Anita de Waard is VP of Research Collaborations at Elsevier. Her work focuses on working with academic and industry partners on projects pertaining to progressing models and frameworks for scholarly communication. Her efforts include working on a semantic model for research papers, co-founding the interdisciplinary member organization Force11, and supporting models for research data management in cross-stakeholder alliances such as the Research Data Alliance and the NIST Research Data Framework, and through a series of workshops on Scholarly Document Processing. Since 2024, she is a trustee of the Cambridge Crystallographic Network. Her current work focuses on developing collaborations to improve trust, reproducibility and research integrity in scholarly communications. Anita has a degree in low-temperature physics from Leiden and worked in Moscow before joining Elsevier as a physics publisher in 1988.

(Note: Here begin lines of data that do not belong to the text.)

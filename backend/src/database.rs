use sqlx::{migrate::MigrateDatabase, postgres::PgPoolOptions, PgPool, Postgres};
use std::time::Duration;

/// Database pool configuration
///
/// One pool is created at startup and shared by every handler and job
/// through `AppState`.
#[derive(Debug, Clone)]
pub struct PoolConfig {
    pub max_connections: u32,
    pub min_connections: u32,
    /// Maximum time a request waits for a free connection
    pub acquire_timeout: Duration,
    pub idle_timeout: Duration,
    pub max_lifetime: Duration,
}

impl Default for PoolConfig {
    fn default() -> Self {
        Self {
            max_connections: 20,
            min_connections: 2,
            acquire_timeout: Duration::from_secs(30),
            idle_timeout: Duration::from_secs(600),      // 10 minutes
            max_lifetime: Duration::from_secs(1800),     // 30 minutes
        }
    }
}

impl PoolConfig {
    pub fn from_env() -> Self {
        let mut config = Self::default();

        if let Some(n) = env_number("DB_MAX_CONNECTIONS") {
            config.max_connections = n as u32;
        }
        if let Some(n) = env_number("DB_MIN_CONNECTIONS") {
            config.min_connections = n as u32;
        }
        if let Some(n) = env_number("DB_ACQUIRE_TIMEOUT") {
            config.acquire_timeout = Duration::from_secs(n);
        }
        if let Some(n) = env_number("DB_IDLE_TIMEOUT") {
            config.idle_timeout = Duration::from_secs(n);
        }
        if let Some(n) = env_number("DB_MAX_LIFETIME") {
            config.max_lifetime = Duration::from_secs(n);
        }

        if config.min_connections > config.max_connections {
            config.min_connections = config.max_connections;
        }

        config
    }

    fn options(&self) -> PgPoolOptions {
        PgPoolOptions::new()
            .max_connections(self.max_connections)
            .min_connections(self.min_connections)
            .acquire_timeout(self.acquire_timeout)
            .idle_timeout(self.idle_timeout)
            .max_lifetime(self.max_lifetime)
            .test_before_acquire(true)
    }
}

fn env_number(key: &str) -> Option<u64> {
    std::env::var(key).ok().and_then(|v| v.parse().ok())
}

/// Create the shared pool, creating the database first if needed
pub async fn create_pool(database_url: &str) -> anyhow::Result<PgPool> {
    let config = PoolConfig::from_env();

    if !Postgres::database_exists(database_url).await? {
        Postgres::create_database(database_url).await?;
        tracing::info!("Database created successfully");
    }

    let pool = config.options().connect(database_url).await?;

    tracing::info!(
        "Database pool created: max={}, min={}, acquire_timeout={}s",
        config.max_connections,
        config.min_connections,
        config.acquire_timeout.as_secs()
    );

    Ok(pool)
}

/// Pool that only connects on first use
#[cfg(test)]
pub fn lazy_pool(database_url: &str) -> anyhow::Result<PgPool> {
    let config = PoolConfig {
        min_connections: 0,
        acquire_timeout: Duration::from_secs(2),
        ..PoolConfig::default()
    };
    Ok(config.options().connect_lazy(database_url)?)
}

pub async fn migrate(pool: &PgPool) -> anyhow::Result<()> {
    sqlx::migrate!("./migrations").run(pool).await?;
    tracing::info!("Database migrations completed");
    Ok(())
}

/// Connection string safe to log: the password, if any, becomes `***`
pub fn redact_url(database_url: &str) -> String {
    let Some((scheme, rest)) = database_url.split_once("://") else {
        return database_url.to_string();
    };
    let Some((credentials, host)) = rest.rsplit_once('@') else {
        return database_url.to_string();
    };
    match credentials.split_once(':') {
        Some((user, _)) => format!("{}://{}:***@{}", scheme, user, host),
        None => database_url.to_string(),
    }
}

pub async fn health_check(pool: &PgPool) -> bool {
    sqlx::query("SELECT 1")
        .execute(pool)
        .await
        .is_ok()
}

#[derive(Debug, serde::Serialize)]
pub struct PoolStats {
    pub size: u32,
    pub idle: u32,
    pub in_use: u32,
}

pub fn get_pool_stats(pool: &PgPool) -> PoolStats {
    let size = pool.size();
    let idle = pool.num_idle() as u32;
    PoolStats {
        size,
        idle,
        in_use: size.saturating_sub(idle),
    }
}
use axum::{
    extract::{Query, State},
    response::Json,
    routing::get,
    Router,
};
use std::sync::Arc;

use crate::error::{ApiError, ApiResult};
use crate::pagination::{CompanyListParams, ReferenceParams};
use crate::services::reports::{self, LedgerSummary, ReferenceMatches};
use crate::validation::id;
use crate::AppState;

pub fn report_routes() -> Router<Arc<AppState>> {
    Router::new()
        .route("/accounts-receivable/comprehensive-fixed", get(accounts_receivable))
        .route("/accounts-payable/comprehensive-fixed", get(accounts_payable))
        .route("/transactions/reference-lookup-fixed", get(reference_lookup))
}

async fn accounts_receivable(
    State(state): State<Arc<AppState>>,
    Query(params): Query<CompanyListParams>,
) -> ApiResult<Json<LedgerSummary>> {
    let company_id = id::required(params.company_id, "companyId")?;
    let mut conn = state.db_pool.acquire().await?;
    Ok(Json(reports::receivables(&mut conn, company_id).await?))
}

async fn accounts_payable(
    State(state): State<Arc<AppState>>,
    Query(params): Query<CompanyListParams>,
) -> ApiResult<Json<LedgerSummary>> {
    let company_id = id::required(params.company_id, "companyId")?;
    let mut conn = state.db_pool.acquire().await?;
    Ok(Json(reports::payables(&mut conn, company_id).await?))
}

async fn reference_lookup(
    State(state): State<Arc<AppState>>,
    Query(params): Query<ReferenceParams>,
) -> ApiResult<Json<ReferenceMatches>> {
    let reference = params
        .reference
        .as_deref()
        .map(str::trim)
        .filter(|r| !r.is_empty())
        .ok_or_else(|| ApiError::required("reference"))?;

    let mut conn = state.db_pool.acquire().await?;
    let matches = reports::reference_lookup(&mut conn, reference, params.company_id, params.limit).await?;
    Ok(Json(matches))
}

Panel III - AI at the Core of Disciplinary Foundations in the Humanities and Social Sciences

Vusumuzi Maphosa

National University of Science and Technology (NUST) Zimbabwe, ICTS Department Director.

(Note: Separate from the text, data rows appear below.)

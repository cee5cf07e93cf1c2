//! Standardized error handling for the Tally API
//!
//! Every handler returns `ApiResult<T>`; failures render as
//! `{success: false, error, code, ...}` with a matching HTTP status.

use axum::{
    http::StatusCode,
    response::{IntoResponse, Response},
    Json,
};
use serde::{Deserialize, Serialize};
use std::collections::HashMap;

/// Standard API error response
#[derive(Debug, Serialize, Deserialize)]
pub struct ApiError {
    pub success: bool,
    /// Human-readable error message
    pub error: String,
    /// Error code (e.g., "VALIDATION_ERROR", "NOT_FOUND", "ALREADY_INVOICED")
    pub code: String,
    /// Field-level errors for validation, or the underlying cause for server errors
    #[serde(skip_serializing_if = "Option::is_none")]
    pub details: Option<serde_json::Value>,
    /// Existing invoice when issuance short-circuits
    #[serde(rename = "invoiceId", skip_serializing_if = "Option::is_none")]
    pub invoice_id: Option<i32>,
    /// ISO 8601 timestamp
    pub timestamp: String,
}

impl ApiError {
    pub fn new(code: impl Into<String>, message: impl Into<String>) -> Self {
        Self {
            success: false,
            error: message.into(),
            code: code.into(),
            details: None,
            invoice_id: None,
            timestamp: chrono::Utc::now().to_rfc3339(),
        }
    }

    // Convenience constructors for common error types

    /// 404 for `<entity> not found`
    pub fn not_found(entity: impl Into<String>) -> AppError {
        AppError::NotFound(entity.into())
    }

    pub fn bad_request(message: impl Into<String>) -> AppError {
        AppError::BadRequest(message.into())
    }

    pub fn conflict(message: impl Into<String>) -> AppError {
        AppError::Conflict(message.into())
    }

    /// `<field> is required`
    pub fn required(field: &str) -> AppError {
        Self::validation_single(field, format!("{} is required", field))
    }

    pub fn validation_single(field: impl Into<String>, message: impl Into<String>) -> AppError {
        let mut details = HashMap::new();
        details.insert(field.into(), vec![message.into()]);
        AppError::ValidationError { details }
    }

    pub fn validation(details: HashMap<String, Vec<String>>) -> AppError {
        AppError::ValidationError { details }
    }
}

/// Application error type that can be converted to HTTP responses
#[derive(Debug)]
pub enum AppError {
    // Resource errors
    NotFound(String),
    Conflict(String),
    AlreadyInvoiced { invoice_id: i32 },

    // Validation errors
    ValidationError { details: HashMap<String, Vec<String>> },
    BadRequest(String),

    // Accounting errors
    MissingAccount { company_id: i32, code: String },
    UnbalancedEntry(String),

    // Server errors
    InternalError(String),
    DatabaseError(String),
}

impl AppError {
    pub fn status_code(&self) -> StatusCode {
        match self {
            Self::NotFound(_) => StatusCode::NOT_FOUND,
            Self::Conflict(_) => StatusCode::CONFLICT,
            Self::AlreadyInvoiced { .. } => StatusCode::BAD_REQUEST,
            Self::ValidationError { .. } | Self::BadRequest(_) => StatusCode::BAD_REQUEST,
            Self::MissingAccount { .. } => StatusCode::BAD_REQUEST,
            Self::UnbalancedEntry(_) | Self::InternalError(_) | Self::DatabaseError(_) => {
                StatusCode::INTERNAL_SERVER_ERROR
            }
        }
    }

    pub fn error_code(&self) -> &'static str {
        match self {
            Self::NotFound(_) => "NOT_FOUND",
            Self::Conflict(_) => "CONFLICT",
            Self::AlreadyInvoiced { .. } => "ALREADY_INVOICED",
            Self::ValidationError { .. } => "VALIDATION_ERROR",
            Self::BadRequest(_) => "BAD_REQUEST",
            Self::MissingAccount { .. } => "MISSING_ACCOUNT",
            Self::UnbalancedEntry(_) => "UNBALANCED_ENTRY",
            Self::InternalError(_) => "INTERNAL_ERROR",
            Self::DatabaseError(_) => "DATABASE_ERROR",
        }
    }

    pub fn message(&self) -> String {
        match self {
            Self::NotFound(entity) => format!("{} not found", entity),
            Self::Conflict(msg) | Self::BadRequest(msg) => msg.clone(),
            Self::AlreadyInvoiced { .. } => "Invoice already exists".to_string(),
            // A single field error reads better as the top-level message
            Self::ValidationError { details } => {
                let mut messages: Vec<&String> = details.values().flatten().collect();
                messages.sort();
                match messages.as_slice() {
                    [only] => (*only).clone(),
                    _ => "Validation failed".to_string(),
                }
            }
            Self::MissingAccount { company_id, code } => {
                format!("Account {} is not configured for company {}", code, company_id)
            }
            Self::UnbalancedEntry(_) => "Journal entry is not balanced".to_string(),
            Self::InternalError(_) => "An internal error occurred".to_string(),
            Self::DatabaseError(_) => "A database error occurred".to_string(),
        }
    }
}

impl std::fmt::Display for AppError {
    fn fmt(&self, f: &mut std::fmt::Formatter<'_>) -> std::fmt::Result {
        write!(f, "{}: {}", self.error_code(), self.message())
    }
}

impl std::error::Error for AppError {}

impl IntoResponse for AppError {
    fn into_response(self) -> Response {
        let status = self.status_code();
        let mut error = ApiError::new(self.error_code(), self.message());

        match &self {
            Self::ValidationError { details } => {
                error.details = serde_json::to_value(details).ok();
            }
            Self::AlreadyInvoiced { invoice_id } => {
                error.invoice_id = Some(*invoice_id);
            }
            Self::UnbalancedEntry(cause) | Self::InternalError(cause) | Self::DatabaseError(cause) => {
                tracing::error!("{}: {}", self.error_code(), cause);
                error.details = Some(serde_json::Value::String(cause.clone()));
            }
            _ => {}
        }

        (status, Json(error)).into_response()
    }
}

impl From<sqlx::Error> for AppError {
    fn from(err: sqlx::Error) -> Self {
        match err {
            sqlx::Error::RowNotFound => Self::NotFound("Resource".to_string()),
            _ => Self::DatabaseError(err.to_string()),
        }
    }
}

/// Result type alias for handlers and services
pub type ApiResult<T> = Result<T, AppError>;

/// Accumulates field errors before failing a request
pub struct ValidationBuilder {
    details: HashMap<String, Vec<String>>,
}

impl ValidationBuilder {
    pub fn new() -> Self {
        Self {
            details: HashMap::new(),
        }
    }

    pub fn error(mut self, field: &str, message: &str) -> Self {
        self.push(field, message);
        self
    }

    pub fn push(&mut self, field: &str, message: &str) {
        self.details
            .entry(field.to_string())
            .or_default()
            .push(message.to_string());
    }

    pub fn build(self) -> Option<AppError> {
        if self.details.is_empty() {
            None
        } else {
            Some(AppError::ValidationError {
                details: self.details,
            })
        }
    }

    /// `Ok(())` when nothing was recorded
    pub fn finish(self) -> ApiResult<()> {
        match self.build() {
            Some(err) => Err(err),
            None => Ok(()),
        }
    }

    #[cfg(test)]
    pub fn has_errors(&self) -> bool {
        !self.details.is_empty()
    }
}

impl Default for ValidationBuilder {
    fn default() -> Self {
        Self::new()
    }
}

Vusumuzi Maphosa holds a PhD in Information Systems and Technology and serves as the Director of Information and Communication Technology Services at the National University of Science and Technology (NUST). With over ten years of experience developing and managing information systems for learning institutions. He brings deep expertise in his roles as Vice-Chairperson of the IEEE AI in Education SHIELD Initiative, member of the IEEE Computer Society chapter, and Head of Infrastructure and Technology at the Internet Society of Zimbabwe. His research interests include artificial intelligence, ICT4D, educational technology, and information systems strategy. He also supervises postgraduate students.

Fatima Roumate

Founding President of the International Institute of Scientific Research, Member of Expert Group for the Recommendation on the Ethics of Artificial Intelligence UNESCO, Morocco

Fatima Roumate is a Full Professor of International Economic Law and Artificial Intelligence at the Faculty of Law, Economics, and Social Sciences – Agdal, Mohammed V University in Rabat, Morocco. She is also the Founding President of the International Institute of Scientific Research (IISR), established in Marrakech in 2010, and the Founder of the Global Network on Artificial Intelligence and International Society (GNAI&IS). She served as a Member of the UNESCO Ad Hoc Expert Group for the development of the Recommendation on the Ethics of Artificial Intelligence and as a Member of the Information Ethics Working Group under UNESCO’s Information for All Programme (IFAP) since 2020. She was also part of the Moroccan delegation in the intergovernmental negotiations on UNESCO’s Recommendation on the Ethics of Artificial Intelligence.

Anina Schwarzenbach

Senior Researcher, Institute of Penal Law and Criminology, University of Bern; GYA member.

Biography forthcoming.

Panel III Moderator

Rima-Maria Rahal

Institute of Cognition and Behavior at Vienna University of Economics and Business, and GYA-Member

Rima-Maria Rahal received PhD from Leiden University for her work on cognitive decision processes in social and moral dilemmas, which she completed at the Max Planck Institute for Research on Collective Goods in Bonn. After positions in Frankfurt, Tilburg, Bonn, and Heidelberg, she is now a researcher on tenure track at the Vienna University of Economics and Business and at the Max Planck Institute for the Study of Crime, Security and Law. She works on her Habilitation project on processes of normative decisions at Heidelberg University. She is active in Open Science, an alumna of the Fellowship Program Freies Wissen and a former member of the steering group of the German Reproducibility Network.